In a few places on Earth, blocks of oceanic crust (called ophiolites) have been thrust onto the continents, giving scientists the unusual chance to get a firsthand look at rock formations that were once beneath the seafloor. The largest ophiolite is in Oman near the Persian Gulf. (Photo by Peter Kelemen, Woods Hole Oceanographic Institution )
WHOI scientists Peter Kelemen (top arrow) and Greg Hirth (about 50 meters directly below) are walking on rocks that once were in the upper mantle beneath the seafloor. In this photomosaic of a mountainside in Oman (and in photo on above), light-colored rocks (dunite) are ancient channels through which melt once flowed through the mantle. (Photo by Mike Braun, WHOI)
A computer model simulating the location of channels formed by localized melt flow in the mantle provides this picture: The melt dissolves minerals in rock minerals to form small porous channels that subsequently coalesce into larger ones. Similar flow patterns may be at work in other natural systems. (Courtesy of Marc Spiegelman/Lamont-Doherty)
By studying how water flows on a beach, scientists can make parallels with the flow of magma beneath the seafloor. On a beach, small water channels flowing downhill erode sand in front of them and coalesce into one larger channel. But when the slope decreases downstream, the flow slows down. Sand grains that were carried in suspension begin to become deposited, creating a barrier that block the flow. Smaller channels begin to diverge again. (Photo by Peter Kelemen)
Peter Kelemen, Senior Scientist Geology and Geophysics Department Woods Hole Oceanographic Institution
Most people know that oceans cover about 70 percent of Earth’s
surface. Fewer people realize that the crust beneath oceans and
continents is fundamentally different. Why this is so remains a mystery
that scientists are still trying to solve.
Oceanic crust is
generally composed of dark-colored rocks called basalt and gabbro. It
is thinner and denser than continental crust, which is made of
light-colored rocks called andesite and granite. The low density of
continental crust causes it to “float” high atop the viscous mantle,
forming dry land. Conversely, dense oceanic crust does not “float” as
highforming lower-lying ocean basins.
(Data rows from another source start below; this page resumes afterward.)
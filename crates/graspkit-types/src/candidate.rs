//! The grasp candidate entity and the geometry used to derive its waypoints.
//!
//! A [`GraspCandidate`] carries three poses in the robot model frame:
//!
//! | Pose | Derivation |
//! |---|---|
//! | `pregrasp_pose` | grasp pose backed off along the approach direction by `pregrasp_distance` |
//! | `grasp_pose` | as generated |
//! | `lift_pose` | grasp pose moved along `lift_direction` by `lift_distance` |
//!
//! The waypoints are computed once in [`GraspCandidate::new`] and never change.
//! Filter stages may only advance the status and record IK solutions.

use graspkit_geometry::{Pose, Vec3};
use serde::{Deserialize, Serialize};

use crate::{CandidateId, GraspStatus, JointState, RejectReason, StageKind};

/// Which of the three candidate waypoints a solution or failure refers to.
#[derive(Debug, Clone, Copy, PartialEq, Eq, Hash, Serialize, Deserialize)]
#[serde(rename_all = "snake_case")]
pub enum PoseKind {
    Pregrasp,
    Grasp,
    Lift,
}

impl PoseKind {
    /// IK order: the arm must reach the pregrasp before the grasp, and the
    /// grasp before the lift.
    pub const SEQUENCE: [PoseKind; 3] = [PoseKind::Pregrasp, PoseKind::Grasp, PoseKind::Lift];
}

impl std::fmt::Display for PoseKind {
    fn fmt(&self, f: &mut std::fmt::Formatter<'_>) -> std::fmt::Result {
        match self {
            PoseKind::Pregrasp => write!(f, "pregrasp"),
            PoseKind::Grasp => write!(f, "grasp"),
            PoseKind::Lift => write!(f, "lift"),
        }
    }
}

/// End-effector geometry needed to derive waypoints and TCP orientation.
#[derive(Debug, Clone, PartialEq, Serialize, Deserialize)]
#[serde(default)]
pub struct GraspGeometry {
    /// Back-off distance from the grasp pose to the pregrasp pose (m).
    pub pregrasp_distance: f64,
    /// Distance from the grasp pose to the lift pose (m).
    pub lift_distance: f64,
    /// Lift direction in the model frame.
    pub lift_direction: Vec3,
    /// Approach axis in the end-effector frame.
    pub approach_axis: Vec3,
    /// Transform from the tool centre point to the end-effector mount.
    pub tcp_to_eef_mount: Pose,
}

impl Default for GraspGeometry {
    fn default() -> Self {
        Self {
            pregrasp_distance: 0.1,
            lift_distance: 0.1,
            lift_direction: Vec3::unit_z(),
            approach_axis: Vec3::unit_z(),
            tcp_to_eef_mount: Pose::identity(),
        }
    }
}

/// Joint solutions for the three waypoints, filled in IK order.
#[derive(Debug, Clone, PartialEq, Default, Serialize, Deserialize)]
pub struct PoseSolutions {
    pub pregrasp: Option<JointState>,
    pub grasp: Option<JointState>,
    pub lift: Option<JointState>,
}

impl PoseSolutions {
    pub fn get(&self, pose: PoseKind) -> Option<&JointState> {
        match pose {
            PoseKind::Pregrasp => self.pregrasp.as_ref(),
            PoseKind::Grasp => self.grasp.as_ref(),
            PoseKind::Lift => self.lift.as_ref(),
        }
    }

    pub fn set(&mut self, pose: PoseKind, solution: JointState) {
        match pose {
            PoseKind::Pregrasp => self.pregrasp = Some(solution),
            PoseKind::Grasp => self.grasp = Some(solution),
            PoseKind::Lift => self.lift = Some(solution),
        }
    }

    pub fn is_complete(&self) -> bool {
        self.pregrasp.is_some() && self.grasp.is_some() && self.lift.is_some()
    }
}

#[derive(Debug, Clone, PartialEq, Serialize, Deserialize)]
pub struct GraspCandidate {
    id: CandidateId,
    grasp_pose: Pose,
    pregrasp_pose: Pose,
    lift_pose: Pose,
    approach_direction: Vec3,
    gripper_opening: f64,
    score: f64,
    status: GraspStatus,
    /// Written by the IK feasibility stage.
    ik_solution: Option<PoseSolutions>,
    /// Written by the collision-aware IK stage.
    collision_free_solution: Option<PoseSolutions>,
}

impl GraspCandidate {
    /// Build a candidate and derive its pregrasp and lift waypoints.
    ///
    /// A zero approach axis or lift direction degenerates to a waypoint equal
    /// to the grasp pose.
    pub fn new(
        id: CandidateId,
        grasp_pose: Pose,
        geometry: &GraspGeometry,
        gripper_opening: f64,
        score: f64,
    ) -> Self {
        let approach_direction = grasp_pose
            .transform_vector(geometry.approach_axis)
            .normalized()
            .unwrap_or(Vec3::zero());
        let pregrasp_pose =
            grasp_pose.translated(approach_direction.scale(-geometry.pregrasp_distance));
        let lift = geometry.lift_direction.normalized().unwrap_or(Vec3::zero());
        let lift_pose = grasp_pose.translated(lift.scale(geometry.lift_distance));

        Self {
            id,
            grasp_pose,
            pregrasp_pose,
            lift_pose,
            approach_direction,
            gripper_opening,
            score,
            status: GraspStatus::Pending,
            ik_solution: None,
            collision_free_solution: None,
        }
    }

    pub fn id(&self) -> CandidateId {
        self.id
    }

    pub fn grasp_pose(&self) -> Pose {
        self.grasp_pose
    }

    pub fn pregrasp_pose(&self) -> Pose {
        self.pregrasp_pose
    }

    pub fn lift_pose(&self) -> Pose {
        self.lift_pose
    }

    pub fn pose(&self, kind: PoseKind) -> Pose {
        match kind {
            PoseKind::Pregrasp => self.pregrasp_pose,
            PoseKind::Grasp => self.grasp_pose,
            PoseKind::Lift => self.lift_pose,
        }
    }

    /// Unit approach direction in the model frame (pregrasp → grasp).
    pub fn approach_direction(&self) -> Vec3 {
        self.approach_direction
    }

    pub fn gripper_opening(&self) -> f64 {
        self.gripper_opening
    }

    pub fn score(&self) -> f64 {
        self.score
    }

    pub fn status(&self) -> GraspStatus {
        self.status
    }

    pub fn ik_solution(&self) -> Option<&PoseSolutions> {
        self.ik_solution.as_ref()
    }

    pub fn collision_free_solution(&self) -> Option<&PoseSolutions> {
        self.collision_free_solution.as_ref()
    }

    /// Record that `stage` passed.  Ignored once the status is terminal.
    pub fn mark_passed(&mut self, stage: StageKind) {
        if !self.status.is_terminal() {
            self.status = GraspStatus::PassedStage { stage };
        }
    }

    /// Record a rejection.  The first rejection wins; later calls are ignored.
    pub fn mark_rejected(&mut self, stage: StageKind, reason: RejectReason) {
        if !self.status.is_terminal() {
            self.status = GraspStatus::RejectedAt { stage, reason };
        }
    }

    /// Promote to `Valid`.  Ignored once the status is terminal.
    pub fn mark_valid(&mut self) {
        if !self.status.is_terminal() {
            self.status = GraspStatus::Valid;
        }
    }

    pub fn set_ik_solution(&mut self, solutions: PoseSolutions) {
        self.ik_solution = Some(solutions);
    }

    pub fn set_collision_free_solution(&mut self, solutions: PoseSolutions) {
        self.collision_free_solution = Some(solutions);
    }
}

#[cfg(test)]
mod tests {
    use super::*;
    use graspkit_geometry::Quaternion;
    use std::f64::consts::PI;

    fn top_down_grasp() -> Pose {
        // Tool z axis pointing straight down.
        Pose::new(
            Vec3::new(0.5, 0.0, 0.2),
            Quaternion::from_axis_angle(Vec3::unit_x(), PI),
        )
    }

    #[test]
    fn pregrasp_is_backed_off_against_approach() {
        let c = GraspCandidate::new(CandidateId(1), top_down_grasp(), &GraspGeometry::default(), 0.04, 1.0);
        assert!(c.approach_direction().distance(Vec3::new(0.0, 0.0, -1.0)) < 1e-9);
        assert!(c.pregrasp_pose().translation.distance(Vec3::new(0.5, 0.0, 0.3)) < 1e-9);
        assert_eq!(c.pregrasp_pose().rotation, c.grasp_pose().rotation);
    }

    #[test]
    fn lift_follows_lift_direction() {
        let geometry = GraspGeometry {
            lift_direction: Vec3::new(0.0, 0.0, 2.0),
            lift_distance: 0.05,
            ..GraspGeometry::default()
        };
        let c = GraspCandidate::new(CandidateId(2), top_down_grasp(), &geometry, 0.04, 1.0);
        assert!(c.lift_pose().translation.distance(Vec3::new(0.5, 0.0, 0.25)) < 1e-9);
        assert_eq!(c.pose(PoseKind::Lift), c.lift_pose());
    }

    #[test]
    fn new_candidate_is_pending_without_solutions() {
        let c = GraspCandidate::new(CandidateId(3), top_down_grasp(), &GraspGeometry::default(), 0.0, 0.5);
        assert_eq!(c.status(), GraspStatus::Pending);
        assert!(c.ik_solution().is_none());
        assert!(c.collision_free_solution().is_none());
    }

    #[test]
    fn rejection_is_final() {
        let mut c = GraspCandidate::new(CandidateId(4), top_down_grasp(), &GraspGeometry::default(), 0.0, 0.5);
        c.mark_passed(StageKind::CuttingPlane);
        c.mark_rejected(StageKind::IkFeasibility, RejectReason::IkTimeout);
        c.mark_valid();
        c.mark_rejected(StageKind::IkWithCollision, RejectReason::LiftPoseCollision);
        assert_eq!(
            c.status(),
            GraspStatus::RejectedAt {
                stage: StageKind::IkFeasibility,
                reason: RejectReason::IkTimeout,
            }
        );
    }

    #[test]
    fn pose_solutions_fill_in_order() {
        let mut s = PoseSolutions::default();
        s.set(PoseKind::Pregrasp, JointState::zeros(6));
        s.set(PoseKind::Grasp, JointState::zeros(6));
        assert!(!s.is_complete());
        assert!(s.get(PoseKind::Lift).is_none());
        s.set(PoseKind::Lift, JointState::zeros(6));
        assert!(s.is_complete());
    }
}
As oceanic crust cools, it
becomes denser and ultimately sinks back into the mantle under its own
weight after about 200 million years.
Earth’s continental
crust, on the other hand, is up to 4 billion years old, and it is
thought to be the product of geologic recycling processes far more
complicated than those that create ocean crust. If we can decode and
read the relatively simple story of how oceanic crust is formed, we may
someday be able to decipher the more complex record of how the
continents developed.
Sounding out seafloor structure
Because most oceanic crust is hidden from view beneath many kilometers
of water, our research must be conducted “remotely,” often using
acoustic techniques. Soundemanating from an earthquake, an explosion,
or a relatively benign source known as an airguntravels through
different rocks at different speeds. Geophysicists infer the basic
geologic structure of underlying rocks by measuring the time it takes
for sound to travel from one source to many different receivers, or
from many sources to a single receiver.
In the oceans, this
technique has yielded a simple picture of a basaltic, layered crust
about 7 kilometers (4.3 miles) thick, underlain by the mantle. Rock
samples obtained via dredging, submersible operations, and drilling
confirm that the top of the oceanic crust, where it is not obscured by
sediments, is composed of basaltic lava that originates in the mantle.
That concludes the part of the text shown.